From the beginning Company’s most important role is to keep close contact with customers and listen to their needs and comments. To supply water cooling enthusiasts with products they want. Company’s main aim is to continuously develop extreme high performance and esthetic water blocks.

Company is planning to set distribution channels into EU countries. Although company is getting a lot of enquiries, policy of company is to get resellers and distributors which can offer quality service to customers, which is company’s primary value.

I must say, it's quite a valuable set of ethics to have in this day and age of mass production. Ethics, which will no doubt hold EK Water Blocks in good stead for many years to come.

Anyway, without further delay let's have a look at our review specimen the EK-FC8800 GTS waterblock. The 'FC' in the naming scheme denotes that this is part of EK's 'Full Cover' range, and this can be seen from the image below.

EK-FC8800 GTS

Packaging and contents

I must say that the packaging chosen by EK Water Blocks is minimalist and un-assuming to say the least. A small rectangular cardboard box with an equally simplistic sticker is all that consumes the box's real-estate. The sticker states that this is in fact the EK-FC8800 GTS waterblock; that it is SLI ready and comes with an aluminium tail-piece for the mosfet's.

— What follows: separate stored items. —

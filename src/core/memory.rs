//! Append-only per-conversation message log with bounded-window retrieval.
//! Appends within one conversation are totally ordered behind a
//! per-conversation mutex; conversations are independent of each other.
//!
//! The log itself is never rewritten. When a window outgrows the token
//! budget, the oldest part is compressed into a synthesised "so far"
//! system message through the model client; the summary shapes the
//! retrieval view and is cached so repeat reads cost nothing.

use std::collections::HashMap;
use std::sync::Arc;

use tokio::sync::Mutex;
use tracing::info;

use crate::core::cache::Purpose;
use crate::core::compact::estimate_tokens;
use crate::core::model::{ChatMessage, CompletionRequest, ModelClient};
use crate::core::signal::{CancelSignal, Deadline};
use crate::core::store::{ConversationMessage, Role, Store};
use crate::error::Result;

/// How far back a retrieval window reaches before compression kicks in.
const WINDOW_FETCH: usize = 40;

const COMPRESSION_PROMPT: &str = "Compress the following conversation excerpt into a short \
    'conversation so far' briefing. Keep every concrete fact, number, name, and decision; \
    drop pleasantries and repetition. Write 3 to 8 sentences.";

pub struct MemoryLog {
    store: Arc<dyn Store>,
    locks: Mutex<HashMap<String, Arc<Mutex<()>>>>,
    recent_verbatim: usize,
    token_budget: usize,
}

impl MemoryLog {
    pub fn new(store: Arc<dyn Store>, recent_verbatim: usize, token_budget: usize) -> Self {
        Self {
            store,
            locks: Mutex::new(HashMap::new()),
            recent_verbatim: recent_verbatim.max(1),
            token_budget: token_budget.max(1),
        }
    }

    async fn conversation_lock(&self, conversation_id: &str) -> Arc<Mutex<()>> {
        let mut locks = self.locks.lock().await;
        locks
            .entry(conversation_id.to_string())
            .or_insert_with(|| Arc::new(Mutex::new(())))
            .clone()
    }

    /// Append one message; returns its sequence number.
    pub async fn append(
        &self,
        conversation_id: &str,
        role: Role,
        speaker: Option<&str>,
        content: &str,
    ) -> Result<i64> {
        let lock = self.conversation_lock(conversation_id).await;
        let _guard = lock.lock().await;
        self.store
            .append_message(conversation_id, role, speaker, content)
            .await
    }

    /// Most recent `n` messages in sequence order.
    pub async fn recent(&self, conversation_id: &str, n: usize) -> Result<Vec<ConversationMessage>> {
        self.store.recent_messages(conversation_id, n).await
    }

    /// Bounded retrieval view for prompt building. Under the budget the
    /// window comes back verbatim; over it, everything except the newest
    /// `recent_verbatim` messages is replaced by one synthesised summary.
    pub async fn summarise_if_over(
        &self,
        conversation_id: &str,
        model: &ModelClient,
        summary_model: &str,
        cancel: &CancelSignal,
        deadline: Deadline,
    ) -> Result<Vec<ConversationMessage>> {
        let window = self.store.recent_messages(conversation_id, WINDOW_FETCH).await?;
        let total_tokens: usize = window.iter().map(|m| estimate_tokens(&m.content)).sum();
        if total_tokens <= self.token_budget || window.len() <= self.recent_verbatim {
            return Ok(window);
        }

        let split = window.len() - self.recent_verbatim;
        let (older, recent) = window.split_at(split);
        let last_old_seq = older.last().map(|m| m.seq).unwrap_or(0);

        let cache_key = format!("summary:{conversation_id}:{last_old_seq}");
        let transcript = render_transcript(older);
        let summary = model
            .cache()
            .get_or_produce(Purpose::Model, &cache_key, cancel, || async move {
                info!(
                    conversation = conversation_id,
                    compressed = older.len(),
                    "compressing conversation history"
                );
                let req = CompletionRequest {
                    agent_id: "memory".into(),
                    model: summary_model.to_string(),
                    system: COMPRESSION_PROMPT.to_string(),
                    messages: vec![ChatMessage::new("user", transcript.clone())],
                    temperature: 0.2,
                    max_tokens: 512,
                    timeout: deadline.clamp(std::time::Duration::from_secs(30)),
                };
                let completion = model.complete("memory", &req, cancel, deadline).await?;
                Ok(completion.text)
            })
            .await?;

        let mut view = Vec::with_capacity(recent.len() + 1);
        view.push(ConversationMessage {
            conversation_id: conversation_id.to_string(),
            seq: 0,
            role: Role::System,
            speaker: None,
            content: format!("Conversation so far: {summary}"),
            created_at: older.last().map(|m| m.created_at).unwrap_or(0),
        });
        view.extend(recent.iter().cloned());
        Ok(view)
    }
}

fn render_transcript(messages: &[ConversationMessage]) -> String {
    let mut out = String::new();
    for m in messages {
        let label = match (&m.speaker, m.role) {
            (Some(agent), _) => agent.clone(),
            (None, role) => role.as_str().to_uppercase(),
        };
        out.push_str(&format!("{label}: {}\n", m.content));
    }
    out
}

/// Map stored messages to chat messages for a prompt.
pub fn to_chat_messages(messages: &[ConversationMessage]) -> Vec<ChatMessage> {
    messages
        .iter()
        .map(|m| ChatMessage::new(m.role.as_str(), m.content.clone()))
        .collect()
}

#[cfg(test)]
mod tests {
    use super::*;
    use crate::core::cache::ArtifactCache;
    use crate::core::limiter::Limiter;
    use crate::core::model::testing::ScriptedProvider;
    use crate::core::store::SqliteStore;
    use std::time::Duration;

    fn fixtures() -> (Arc<SqliteStore>, MemoryLog, ModelClient) {
        let store = Arc::new(SqliteStore::open(":memory:").unwrap());
        let memory = MemoryLog::new(store.clone(), 3, 50);
        let cache = Arc::new(ArtifactCache::new(
            Duration::from_secs(3600),
            Duration::from_secs(3600),
            Duration::from_secs(3600),
        ));
        let limiter = Arc::new(Limiter::new(4, 4, 100.0, 10.0));
        let model = ModelClient::new(
            Arc::new(ScriptedProvider::new("the gist of it all")),
            cache,
            limiter,
        );
        (store, memory, model)
    }

    #[tokio::test]
    async fn appends_are_strictly_ordered_within_a_conversation() {
        let (_, memory, _) = fixtures();
        let mut last = 0;
        for i in 0..10 {
            let seq = memory
                .append("c1", Role::User, None, &format!("message {i}"))
                .await
                .unwrap();
            assert_eq!(seq, last + 1, "no gaps, no reorderings");
            last = seq;
        }
    }

    #[tokio::test]
    async fn concurrent_appends_keep_dense_sequence() {
        let (_, memory, _) = fixtures();
        let memory = Arc::new(memory);
        let mut handles = Vec::new();
        for i in 0..20 {
            let memory = memory.clone();
            handles.push(tokio::spawn(async move {
                memory
                    .append("busy", Role::User, None, &format!("m{i}"))
                    .await
                    .unwrap()
            }));
        }
        let mut seqs = Vec::new();
        for h in handles {
            seqs.push(h.await.unwrap());
        }
        seqs.sort_unstable();
        assert_eq!(seqs, (1..=20).collect::<Vec<i64>>());
    }

    #[tokio::test]
    async fn under_budget_window_is_returned_verbatim() {
        let (_, memory, model) = fixtures();
        memory.append("c1", Role::User, None, "short").await.unwrap();
        memory
            .append("c1", Role::Assistant, Some("assistant"), "reply")
            .await
            .unwrap();
        let view = memory
            .summarise_if_over(
                "c1",
                &model,
                "test-model",
                &CancelSignal::never(),
                Deadline::from_now(Duration::from_secs(60)),
            )
            .await
            .unwrap();
        assert_eq!(view.len(), 2);
        assert_eq!(view[0].content, "short");
    }

    #[tokio::test]
    async fn over_budget_window_compresses_all_but_recent() {
        let (_, memory, model) = fixtures();
        for i in 0..8 {
            memory
                .append(
                    "c1",
                    Role::User,
                    None,
                    &format!("a long enough message number {i} with plenty of text in it"),
                )
                .await
                .unwrap();
        }
        let view = memory
            .summarise_if_over(
                "c1",
                &model,
                "test-model",
                &CancelSignal::never(),
                Deadline::from_now(Duration::from_secs(60)),
            )
            .await
            .unwrap();
        // Summary + the 3 newest verbatim.
        assert_eq!(view.len(), 4);
        assert_eq!(view[0].role, Role::System);
        assert!(view[0].content.starts_with("Conversation so far:"));
        assert!(view[0].content.contains("the gist of it all"));
        assert!(view[3].content.contains("number 7"));
    }

    #[tokio::test]
    async fn transcript_labels_speakers() {
        let messages = vec![
            ConversationMessage {
                conversation_id: "c".into(),
                seq: 1,
                role: Role::User,
                speaker: None,
                content: "hi".into(),
                created_at: 0,
            },
            ConversationMessage {
                conversation_id: "c".into(),
                seq: 2,
                role: Role::Assistant,
                speaker: Some("engineer".into()),
                content: "hello".into(),
                created_at: 0,
            },
        ];
        let t = render_transcript(&messages);
        assert!(t.contains("USER: hi"));
        assert!(t.contains("engineer: hello"));
    }
}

EK-FC8800 packaging EK-FC8800 contents

Inside the box the minimalist theme continues. The block itself is loosely encased in bubble wrap; the one page istallation manual has been photocopied, and the necessary installation hardware simply placed in a zip-lock bag.

EK-FC8800 GTS contents

EK-FC8800 GTS manual EK-FC8800 GTS manual P.2

Not that installing a GPU waterblock is inherently difficult, but the installation manual could have been a little better written. With watercooling now becoming a decidedly mainstream method of cooling and not just the past-time of a select few enthusiasts; a better written manual would ensure an easier passage for the new user. This couldn't be more compelling when installing after-market cooling on such an expensive piece of kit.

Specifications

The following specifications for the EK-FC8800 GTS block have been taken directly from EK's website :

EK-FC8800 GTS
[GF 8800]
 
 
 
High performance VGA water block for GeForce 8800 GTS series graphic cards. Base is made of electrolytic copper. Top is made of quality acrylic glass. The sealing is preformed by quality rubber washer. Aluminium part is made for cooling the mosfets of 8800 GTS series. Block is mounted with enclosed M2 and M2,5 screws.
Fittings are included in price!

Prepared for SLI means, that fittings can be used on both side of the block (up and down)!

Technical data:
- dimensions of copper base: 143 × 118 × 9mm
- dimensions of acrylic top: 120 × 118 × 8mm
- threads: 4 × G1/4
- fittings: optional
- weight: 690 g

EK Water Blocks provide both 1/2" and 3/8" ID fittings for the FC8800 GTS; simply specify your prefered size when ordering on the website.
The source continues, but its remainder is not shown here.